Provided entries Block Start

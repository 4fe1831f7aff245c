//! GPIO / peripheral pin assignments for the rover carrier board.
//!
//! Single source of truth. Every driver references this module rather than
//! hard-coding pin numbers. Camera pins follow the OV2640 sensor board
//! (XIAO ESP32S3 Sense layout).

// ---------------------------------------------------------------------------
// PWM outputs (LEDC)
// ---------------------------------------------------------------------------

/// Wheel lift servo.
pub const LIFT_PWM_GPIO: i32 = 3;
/// Winch motor ESC.
pub const WINCH_PWM_GPIO: i32 = 1;
/// Drive motor A ESC.
pub const DRIVE_A_PWM_GPIO: i32 = 2;
/// Drive motor B ESC.
pub const DRIVE_B_PWM_GPIO: i32 = 4;

// ---------------------------------------------------------------------------
// Digital outputs
// ---------------------------------------------------------------------------

/// Headlight MOSFET gate, push-pull, active HIGH.
pub const LIGHTS_GPIO: i32 = 5;

// ---------------------------------------------------------------------------
// PWM configuration
// ---------------------------------------------------------------------------

/// LEDC duty resolution (bits). 14 bits is the ceiling on ESP32-S3.
pub const PWM_RESOLUTION_BITS: u32 = 14;

// The camera's XCLK owns LEDC timer 3 / channel 7; the drive outputs use
// timers 0-1 and channels 0-3.

/// LEDC timer for lift + drive B.
pub const LEDC_TIMER_A: u32 = 0;
/// LEDC timer for winch + drive A.
pub const LEDC_TIMER_B: u32 = 1;
pub const CAMERA_LEDC_TIMER: u32 = 3;
pub const CAMERA_LEDC_CHANNEL: u32 = 7;

// ---------------------------------------------------------------------------
// Camera (DVP, OV2640)
// ---------------------------------------------------------------------------

pub const CAM_PWDN_GPIO: i32 = -1;
pub const CAM_RESET_GPIO: i32 = -1;
pub const CAM_XCLK_GPIO: i32 = 10;
pub const CAM_SIOD_GPIO: i32 = 40;
pub const CAM_SIOC_GPIO: i32 = 39;

pub const CAM_Y9_GPIO: i32 = 48;
pub const CAM_Y8_GPIO: i32 = 11;
pub const CAM_Y7_GPIO: i32 = 12;
pub const CAM_Y6_GPIO: i32 = 14;
pub const CAM_Y5_GPIO: i32 = 16;
pub const CAM_Y4_GPIO: i32 = 18;
pub const CAM_Y3_GPIO: i32 = 17;
pub const CAM_Y2_GPIO: i32 = 15;

pub const CAM_VSYNC_GPIO: i32 = 38;
pub const CAM_HREF_GPIO: i32 = 47;
pub const CAM_PCLK_GPIO: i32 = 13;

/// Sensor master clock.
pub const CAM_XCLK_FREQ_HZ: i32 = 20_000_000;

Provided entries Block End

> _Problem requirements_:
Give the number of lines in the records that contain the string "outputs", with no other output.

> _Reply_:
3